The ID is converted back into a human-readable string (e.g., 499 becomes “you”).
The final text is rendered on your screen.

Understanding AI Embeddings

While humans perceive words through a lens of culture, emotion, and experience, a Large Language Model initially sees text as mere numerical identifiers. If you tell a computer that “apple” is ID 15339, it has no inherent way of knowing if an apple is a fruit or a tech company.

Embeddings are the solution to this meaning gap. They act as a sophisticated bridge, translating those raw ID numbers into dense, high-dimensional mathematical vectors that capture the actual essence of human language.

What is a Word Vector?

At its core, an embedding is a list of numbers—a vector—that represents a word’s position in a multi-dimensional “semantic space”.

Imagine a traditional dictionary where each word has a single definition. Now, imagine a massive mathematical spreadsheet where every word is assigned hundreds or even thousands of specific coordinates. For example, the word “apple” might be represented by an array like [0.12, -0.45, 0.89, ...] extending across 300 or more dimensions.

While humans can easily visualize three dimensions (length, width, and height), an LLM operates in a “high-dimensional” space. Individual numbers have no inherent meaning. Rather, a word’s coordinates define its position in semantic space, where proximity reflects similarity and vector operations reveal analogies. This distributed encoding allows the model to represent “apple” as a precise point where nearby locations contain semantically related words.

The Geography of Meaning

The true power of embeddings lies in spatial relationships. In this mathematical map, the physical distance between two points (vectors) indicates how similar their meanings are.

Semantic Clustering: Words that share a context, such as “dog,” “puppy,” and “hound,” are assigned coordinates that place them very close to one another. Conversely, the vector for “dog” would be mathematically distant from unrelated concepts like “microchip” or “existentialism.”
Linguistic Algebra: Because these words are now numbers, we can perform math on them to reveal logical relationships. A famous example in AI research (static embeddings) is the equation:
Vector("King") - Vector("Man") + Vector("Woman") ≈ Vector("Queen")
The model understands this relationship because the embedding space encodes it geometrically: the direction from “man” to “king” parallels the direction from “woman” to “queen.” Both displacements encode the same semantic shift—status change—while preserving the gender dimension.

From Static to Contextual Embeddings

Early AI models used static embeddings (like Word2Vec), where a word had one fixed vector regardless of how it was used. This created a significant problem with polysemy—words with multiple meanings. In a static system, the word “bank” had the same coordinates whether you were talking about a “river bank” or a “bank account.”

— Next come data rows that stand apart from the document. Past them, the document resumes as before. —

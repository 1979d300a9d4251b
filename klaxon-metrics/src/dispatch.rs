//! Dispatch metrics
//!
//! Tracks alarm dispatch including:
//! - Channel attempts by outcome
//! - Alarms sent or failed, by classification
//! - Retries and end-to-end durations
//! - Dispatches currently in flight

use std::sync::atomic::{AtomicI64, AtomicU64, Ordering};

use opentelemetry::{
    KeyValue,
    metrics::{Counter, Histogram, Meter, UpDownCounter},
};

use crate::MetricsError;

/// Dispatch metrics collector
#[derive(Debug)]
pub struct DispatchMetrics {
    /// Total number of channel calls by outcome
    attempts_total: Counter<u64>,

    /// Total number of alarms by final result and classification
    alarms_total: Counter<u64>,

    /// Total number of backoff-and-retry cycles
    retries_total: Counter<u64>,

    /// Distribution of end-to-end dispatch durations
    duration_seconds: Histogram<f64>,

    /// Number of dispatches currently in flight
    in_flight: UpDownCounter<i64>,

    // Local mirrors, readable without an exporter
    attempts: AtomicU64,
    sent: AtomicU64,
    failed: AtomicU64,
    retries: AtomicU64,
    in_flight_count: AtomicI64,
}

impl DispatchMetrics {
    /// Create a new dispatch metrics collector
    ///
    /// # Errors
    ///
    /// Returns an error if metric instruments cannot be created.
    pub fn new() -> Result<Self, MetricsError> {
        let meter = meter();

        let attempts_total = meter
            .u64_counter("klaxon.dispatch.attempts.total")
            .with_description("Total number of delivery channel calls by outcome")
            .build();

        let alarms_total = meter
            .u64_counter("klaxon.dispatch.alarms.total")
            .with_description("Total number of alarms by result and classification")
            .build();

        let retries_total = meter
            .u64_counter("klaxon.dispatch.retries.total")
            .with_description("Total number of dispatch retries after transient failures")
            .build();

        let duration_seconds = meter
            .f64_histogram("klaxon.dispatch.duration.seconds")
            .with_description("Distribution of end-to-end dispatch durations")
            .build();

        let in_flight = meter
            .i64_up_down_counter("klaxon.dispatch.in_flight")
            .with_description("Number of dispatches currently in flight")
            .build();

        Ok(Self {
            attempts_total,
            alarms_total,
            retries_total,
            duration_seconds,
            in_flight,
            attempts: AtomicU64::new(0),
            sent: AtomicU64::new(0),
            failed: AtomicU64::new(0),
            retries: AtomicU64::new(0),
            in_flight_count: AtomicI64::new(0),
        })
    }

    /// Record a single channel call and its outcome (`sent`, `transient`, `terminal`)
    pub fn record_attempt(&self, channel: &str, outcome: &str) {
        let attributes = [
            KeyValue::new("channel", channel.to_string()),
            KeyValue::new("outcome", outcome.to_string()),
        ];
        self.attempts_total.add(1, &attributes);
        self.attempts.fetch_add(1, Ordering::Relaxed);
    }

    /// Record a successful alarm
    pub fn record_sent(&self, channel: &str, duration_secs: f64) {
        let attributes = [KeyValue::new("channel", channel.to_string())];
        self.duration_seconds.record(duration_secs, &attributes);
        self.alarms_total
            .add(1, &[KeyValue::new("result", "sent"), KeyValue::new("kind", "")]);
        self.sent.fetch_add(1, Ordering::Relaxed);
    }

    /// Record a failed alarm with its classification
    pub fn record_failed(&self, kind: &str) {
        self.alarms_total.add(
            1,
            &[
                KeyValue::new("result", "failed"),
                KeyValue::new("kind", kind.to_string()),
            ],
        );
        self.failed.fetch_add(1, Ordering::Relaxed);
    }

    /// Record a backoff-and-retry cycle
    pub fn record_retry(&self) {
        self.retries_total.add(1, &[]);
        self.retries.fetch_add(1, Ordering::Relaxed);
    }

    /// A dispatch has started
    pub fn dispatch_started(&self) {
        self.in_flight.add(1, &[]);
        self.in_flight_count.fetch_add(1, Ordering::Relaxed);
    }

    /// A dispatch has finished, successfully or not
    pub fn dispatch_finished(&self) {
        self.in_flight.add(-1, &[]);
        self.in_flight_count.fetch_sub(1, Ordering::Relaxed);
    }

    #[must_use]
    pub fn attempts(&self) -> u64 {
        self.attempts.load(Ordering::Relaxed)
    }

    #[must_use]
    pub fn sent(&self) -> u64 {
        self.sent.load(Ordering::Relaxed)
    }

    #[must_use]
    pub fn failed(&self) -> u64 {
        self.failed.load(Ordering::Relaxed)
    }

    #[must_use]
    pub fn retries(&self) -> u64 {
        self.retries.load(Ordering::Relaxed)
    }

    #[must_use]
    pub fn in_flight(&self) -> i64 {
        self.in_flight_count.load(Ordering::Relaxed)
    }
}

/// Get the OpenTelemetry meter for dispatch metrics
fn meter() -> Meter {
    opentelemetry::global::meter("klaxon.dispatch")
}
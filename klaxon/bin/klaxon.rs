#![deny(clippy::pedantic, clippy::all, clippy::nursery)]
#![allow(clippy::must_use_candidate)]

#[cfg(not(any(target_os = "macos", unix)))]
compile_error!("Only macos and unix are currently supported");

use std::path::PathBuf;

use clap::{Parser, Subcommand};
use klaxon::{
    auth::{TokenIdentityProvider, token_digest},
    config::{KlaxonConfig, find_config_file},
    controller,
};

#[derive(Parser, Debug)]
#[command(name = "klaxon")]
#[command(about = "Push alarm dispatcher", long_about = None)]
#[command(version)]
struct Cli {
    /// Configuration file (defaults to $KLAXON_CONFIG, ./klaxon.config.ron,
    /// then /etc/klaxon/klaxon.config.ron)
    #[arg(short, long)]
    config: Option<PathBuf>,

    #[command(subcommand)]
    command: Option<Commands>,
}

#[derive(Subcommand, Debug)]
enum Commands {
    /// Run the alarm API (the default)
    Run,

    /// Load and validate the configuration, then exit
    Check,

    /// Print the digest to put in `api.callers` for a bearer token
    HashToken {
        token: String,
    },
}

#[tokio::main]
async fn main() -> anyhow::Result<()> {
    let cli = Cli::parse();

    match cli.command.unwrap_or(Commands::Run) {
        Commands::Run => {
            let config = load(cli.config)?;
            controller::run(config).await
        }
        Commands::Check => {
            let config = load(cli.config)?;
            config.channel.build()?;
            let callers = TokenIdentityProvider::from_config(&config.api.callers)?;
            println!(
                "Configuration OK: {} caller(s), authentication {}",
                callers.len(),
                if config.dispatch.require_authentication {
                    "required"
                } else {
                    "optional"
                }
            );
            Ok(())
        }
        Commands::HashToken { token } => {
            println!("{}", token_digest(&token));
            Ok(())
        }
    }
}

fn load(explicit: Option<PathBuf>) -> anyhow::Result<KlaxonConfig> {
    let path = find_config_file(explicit)?;
    KlaxonConfig::load(&path)
}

Modern LLMs utilize the Transformer architecture to create Contextual Embeddings. The process works in two stages:

Lookup: The model pulls the “base” vector for a word from its embedding matrix.
Refinement: As the word passes through the model’s “attention” layers, its coordinates are dynamically shifted based on the words surrounding it.

By the time the model processes the full sentence, the vector for “bank” has moved in mathematical space to hover near other financial terms or, alternatively, near geographical terms, depending on the context.

How the Map is Drawn

These embedding matrices are not manually constructed; they are learned parameters. During initialization, the model populates the embedding matrix with random values—essentially noise. Through billions of prediction tasks, backpropagation computes gradients and updates these matrix parameters.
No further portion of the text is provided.